POINT DE VUE I LAMES DE DISCORDE

Rédigé par Christelle GRANJA
Publié le 06/02/2023

Article paru dans Séquences Bois n°141

Loués pour leurs vertus écologiques et esthétiques, les platelages en bois font débat dès qu’ils grisent et vieillissent. Les réactions qu’ils suscitent révèlent les tensions entre le désir d’immuabilité des ouvrages d’art et la nécessité écologique de faire appel à des matériaux exigeants en termes de maintenance, une pratique encore trop peu financée pour s’imposer. 

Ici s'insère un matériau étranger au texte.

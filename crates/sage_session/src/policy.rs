//! Session lifetime policy.

use std::time::Duration;

#[derive(Debug, Clone, Copy)]
pub struct SessionPolicy {
    /// Absolute TTL from creation.
    pub max_age: Duration,
    /// Longest tolerated gap since last use.
    pub idle_timeout: Duration,
    /// Message cap per direction.
    pub max_messages: u64,
}

impl Default for SessionPolicy {
    fn default() -> Self {
        Self {
            max_age: Duration::from_secs(3_600),
            idle_timeout: Duration::from_secs(300),
            max_messages: 10_000,
        }
    }
}
//! The request/response frames adapters carry.
//!
//! Headers are an ordered list, not a map: the adapter MUST preserve
//! ordering for the signature base inputs, and MUST NOT mutate the body
//! after signing. Lookup is case-insensitive per HTTP; the first match
//! wins.

use serde::{Deserialize, Serialize};

#[derive(Debug, Clone, Serialize, Deserialize)]
pub struct SignedRequest {
    pub method: String,
    pub path: String,
    pub headers: Vec<(String, String)>,
    #[serde(with = "body_b64")]
    pub body: Vec<u8>,
}

impl SignedRequest {
    pub fn new(method: impl Into<String>, path: impl Into<String>) -> Self {
        Self {
            method: method.into(),
            path: path.into(),
            headers: Vec::new(),
            body: Vec::new(),
        }
    }

    pub fn with_body(mut self, body: Vec<u8>) -> Self {
        self.body = body;
        self
    }

    pub fn header(&self, name: &str) -> Option<&str> {
        header_lookup(&self.headers, name)
    }

    /// Replace the first occurrence or append, keeping order stable.
    pub fn set_header(&mut self, name: &str, value: impl Into<String>) {
        header_set(&mut self.headers, name, value.into());
    }
}

#[derive(Debug, Clone, Serialize, Deserialize)]
pub struct SignedResponse {
    pub status: u16,
    pub headers: Vec<(String, String)>,
    #[serde(with = "body_b64")]
    pub body: Vec<u8>,
}

impl SignedResponse {
    pub fn new(status: u16) -> Self {
        Self {
            status,
            headers: Vec::new(),
            body: Vec::new(),
        }
    }

    pub fn with_body(mut self, body: Vec<u8>) -> Self {
        self.body = body;
        self
    }

    pub fn header(&self, name: &str) -> Option<&str> {
        header_lookup(&self.headers, name)
    }

    pub fn set_header(&mut self, name: &str, value: impl Into<String>) {
        header_set(&mut self.headers, name, value.into());
    }
}

fn header_lookup<'a>(headers: &'a [(String, String)], name: &str) -> Option<&'a str> {
    headers
        .iter()
        .find(|(n, _)| n.eq_ignore_ascii_case(name))
        .map(|(_, v)| v.as_str())
}

fn header_set(headers: &mut Vec<(String, String)>, name: &str, value: String) {
    if let Some(slot) = headers.iter_mut().find(|(n, _)| n.eq_ignore_ascii_case(name)) {
        slot.1 = value;
    } else {
        headers.push((name.to_owned(), value));
    }
}

mod body_b64 {
    use base64::{engine::general_purpose::STANDARD, Engine};
    use serde::{Deserialize, Deserializer, Serializer};

    pub fn serialize<S: Serializer>(bytes: &[u8], s: S) -> Result<S::Ok, S::Error> {
        s.serialize_str(&STANDARD.encode(bytes))
    }

    pub fn deserialize<'de, D: Deserializer<'de>>(d: D) -> Result<Vec<u8>, D::Error> {
        let s = String::deserialize(d)?;
        STANDARD.decode(s).map_err(serde::de::Error::custom)
    }
}
use thiserror::Error;

use sage_crypto::CryptoError;

#[derive(Debug, Error)]
pub enum WireError {
    #[error("Signature invalid: {0}")]
    SignatureInvalid(String),

    #[error("Clock skew {skew_secs}s exceeds maximum {max_secs}s")]
    SkewExceeded { skew_secs: i64, max_secs: u64 },

    #[error("Replayed request")]
    Replay,

    #[error("No session for this key id")]
    NoSession,

    #[error("Missing required header: {0}")]
    MissingHeader(&'static str),

    #[error("Malformed message: {0}")]
    MalformedMessage(String),

    #[error("Transport failed: {0}")]
    Transport(String),

    #[error("Operation cancelled")]
    Cancelled,

    #[error(transparent)]
    Crypto(#[from] CryptoError),

    #[error("Serialisation error: {0}")]
    Serialisation(#[from] serde_json::Error),
}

À Paris, sur le pont des Arts, le badi, un bois africain réputé pour sa résistance, remplacera bientôt l’ancien platelage. Les vieilles lames de chêne installées en 2005 ont fait leur temps, même si certaines d’entre elles, encore en bon état, sont conservées dans les dépôts de la mairie de Paris en vue d’un futur réemploi. L’usure de l’ouvrage est loin d’être passée inaperçue : « Le Pont des Arts, ses rafistolages de fortune, ses planches pourries et de guingois », pouvait-on lire récemment sur Twitter sous le hashtag « saccageParis », parmi de nombreux commentaires moins polis. « Dix-huit ans de durée de vie, ce n’est pas catastrophique pour un platelage en chêne soumis à une utilisation aussi intense », nuance Ambroise Dufayet, chef de la section Seine et ouvrages d'art à la direction de la voirie de la mairie de Paris. Le choix d’une essence exotique peut interpeller, de la part d’une municipalité qui se dit attentive à l’impact carbone de ses actions. Mais Ambroise Dufayet défend « le résultat d’un arbitrage » en faveur d’un matériau qui répond à une exigence patrimoniale (une restauration en bois s’imposait pour le pont des Arts, inscrit au patrimoine de l'Unesco), qui reste plus écologique qu’un ciment (d’autant qu’il est certifié FSC*), tout en étant plus résistant qu’un bois local, donc « nécessitant moins d’entretien » (le badi est un bois de classe 5, contre 4 pour le chêne). À Paris, la résistance de l’essence africaine a déjà été mise à l’épreuve, avec succès, pour des passerelles enjambant le canal Saint-Martin, précise Ambroise Dufayet.